I use M.A.Cs mixing medium as well!!!  Or sometimes a liquid from a brand called All That Glitters


----------



## MakeupofDesire (Mar 7, 2011)

I haven't tried them out yet, but I also have MAC's mixing medium and Too Face glitter glue shadow insurance. Maybe one of these days I'll get creative and use some of the glitters and reflects that I own! lol I need to get on the ball and have some fun! I have a small boutique with all my makeup! lol I could go shopping in my collection b/c every time I go to look for something I find something that seems like it's totally new b/c I haven't used it or remembered that I even have it! I think I need to cut back on the buying and spend more time playing. God bless  /emoticons/[email protected] 2x" width="20" height="20" />


----------



## SarahNull (Mar 8, 2011)

If primers alone do not work, I definitely recommend a cosmetic duo adhesive. Any duo adhesive, as they work for several/multiple things rather than just one thing. The Mac Duo Adhesive is outstanding for this.
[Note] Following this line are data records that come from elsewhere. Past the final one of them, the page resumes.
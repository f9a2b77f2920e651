//! Transient (per query cycle) points layered on top of the static
//! visibility graph.

use glam::DVec2;
use nav_geometry::{Segment, Tangents};
use tracing::debug;

use crate::{graph::VisibilityGraph, obstacles::Obstacles};

/// The current batch of external points (agent and goal positions) and
/// everything it added to the visibility graph.
///
/// A batch is wholesale replaced by the next one. Vertices created for a
/// batch are removed and their IDs recycled when the batch is replaced.
/// Points coinciding with an already existing (static) vertex reuse that
/// vertex, only the edges added by the batch are removed from it.
pub(crate) struct ExternalPoints {
    points: Vec<DVec2>,
    /// IDs of vertices created by the batch.
    owned: Vec<u32>,
    /// All edges added by the batch.
    edges: Vec<(u32, u32)>,
}

impl ExternalPoints {
    pub(crate) fn new() -> Self {
        Self {
            points: Vec::new(),
            owned: Vec::new(),
            edges: Vec::new(),
        }
    }

    /// Returns external points, after snapping out of obstacles, in the
    /// order they were given.
    pub(crate) fn points(&self) -> &[DVec2] {
        self.points.as_slice()
    }

    /// Forgets the batch without touching any graph. Used when the graph the
    /// batch was added to is dropped.
    pub(crate) fn clear(&mut self) {
        self.points.clear();
        self.owned.clear();
        self.edges.clear();
    }

    /// Removes the current batch from the graph and adds `points` instead.
    ///
    /// Points inside obstacles are moved to the nearest point outside of
    /// them. Each point is connected to all mutually visible other points of
    /// the batch and to all visible non-occluded obstacle vertices.
    pub(crate) fn replace(
        &mut self,
        graph: &mut VisibilityGraph,
        obstacles: &Obstacles,
        points: &[DVec2],
    ) {
        self.retire(graph);

        self.points
            .extend(points.iter().map(|&point| obstacles.snap(point)));

        let mut ids = Vec::with_capacity(self.points.len());
        for &point in &self.points {
            ids.push(insert_vertex(&mut self.owned, graph, point));
        }

        let tangents: Vec<Vec<Tangents>> = self
            .points
            .iter()
            .map(|&point| {
                let mut tangents = Vec::with_capacity(obstacles.polygons().len());
                obstacles.tangents(point, &mut tangents);
                tangents
            })
            .collect();
        let valid_vertices: Vec<DVec2> = obstacles.valid_vertices().collect();

        for (i, &point) in self.points.iter().enumerate() {
            let point_tangents = tangents[i].as_slice();

            for (j, &other) in self.points.iter().enumerate().skip(i + 1) {
                if obstacles.is_clear(Segment::new(point, other), point_tangents) {
                    push_edge(&mut self.edges, graph, ids[i], ids[j]);
                }
            }

            for (j, polygon) in obstacles.polygons().iter().enumerate() {
                let polygon_tangents = point_tangents[j];
                if polygon_tangents.first().is_none()
                    || polygon_tangents.second().is_none()
                    || polygon_tangents.is_degenerate()
                {
                    continue;
                }

                for index in polygon_tangents.iter() {
                    if obstacles.is_inside(j, index) {
                        continue;
                    }
                    let target = polygon.point(index);
                    if obstacles.is_clear(Segment::new(point, target), point_tangents) {
                        let target_id = insert_vertex(&mut self.owned, graph, target);
                        push_edge(&mut self.edges, graph, ids[i], target_id);
                    }
                }
            }

            // Tangent detection alone misses some lines of sight (for
            // example to vertices on the far side of an obstacle seen through
            // a gap), thus all remaining vertices are tried.
            for &target in &valid_vertices {
                let is_tangent = obstacles
                    .polygons()
                    .iter()
                    .zip(point_tangents)
                    .any(|(polygon, tangents)| {
                        tangents.iter().any(|index| polygon.point(index) == target)
                    });
                if is_tangent {
                    continue;
                }

                if obstacles.is_clear(Segment::new(point, target), point_tangents) {
                    let target_id = insert_vertex(&mut self.owned, graph, target);
                    push_edge(&mut self.edges, graph, ids[i], target_id);
                }
            }
        }

        debug!(
            "{} external points registered: {} new vertices, {} new edges",
            self.points.len(),
            self.owned.len(),
            self.edges.len()
        );
    }

    /// Removes everything the current batch added to `graph`.
    fn retire(&mut self, graph: &mut VisibilityGraph) {
        for (a, b) in self.edges.drain(..) {
            graph.remove_edge(a, b);
        }

        for id in self.owned.drain(..) {
            let point = graph.point(id);
            debug_assert!(graph.neighbours(id).is_empty());
            graph.remove_vertex(point);
        }

        self.points.clear();
    }
}

/// Returns ID of the vertex at `point`. A vertex created by this call is
/// recorded in `owned`: obstacle vertices without static edges are not part
/// of the static graph and live only as long as the batch.
fn insert_vertex(owned: &mut Vec<u32>, graph: &mut VisibilityGraph, point: DVec2) -> u32 {
    let (id, created) = graph.insert_vertex(point);
    if created {
        owned.push(id);
    }
    id
}

/// Adds edge `a` - `b` unless it is already present and records it.
fn push_edge(edges: &mut Vec<(u32, u32)>, graph: &mut VisibilityGraph, a: u32, b: u32) {
    if graph.neighbours(a).iter().any(|n| n.id() == b) {
        return;
    }
    if graph.add_edge(a, b) {
        edges.push((a, b));
    }
}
It's about $8 and can be purchased at your nearest Mac counter.


----------



## Annelle (Mar 8, 2011)

I don't know if you have enough time to get it for this year, but a few of the companies at The Makeup Show had glitter adhesive products. one was a glitter tattoo (not sure if you'd want this, as it isn't something that goes on top of shadow, it's meant to be a temporary tattoo that can last close to a week although it can be used to make glitter face masks) Glimmer Body Art The other was just a glitter based adhesive company, for use as eyeliners and such. Eye Kandy Cosmetics (They sell glitters too, but they said the key point was the special liquid adhesive that they have.)


----------



## vixie13 (Mar 8, 2011)

Clear Lipgloss (so i've heard, but not tried) and a thin thin coat of Duo Lash Adhesive... just have to make sure your lids don't get stuck together and wrinkle like a Pug.


----------



## AyaK (Mar 8, 2011)

i seen someone had said u can use lash glue--the duo adhesive...well that was my question: is it ok to use lash glue on lids to stick glitter cuz u use them to stick lashes anyways...


----------



## greeneyedlady (Mar 8, 2011)

I second the Sally's stuff. It's way cheap and does a great job. You just need a tiny amount. You  can also try the sephora glitter sticks, which already has the adhesive in the glitter.


----------



## kayleigh83 (Mar 8, 2011)

I would think the Duo Adhesive you use for lashes would be good... just dab on a very thin layer, let it get tacky for a few seconds, then lightly tap the glitter on it and let it set. The glue dries to a kind of film when it's dry so as long as you don't put too much on and let it set properly it should work!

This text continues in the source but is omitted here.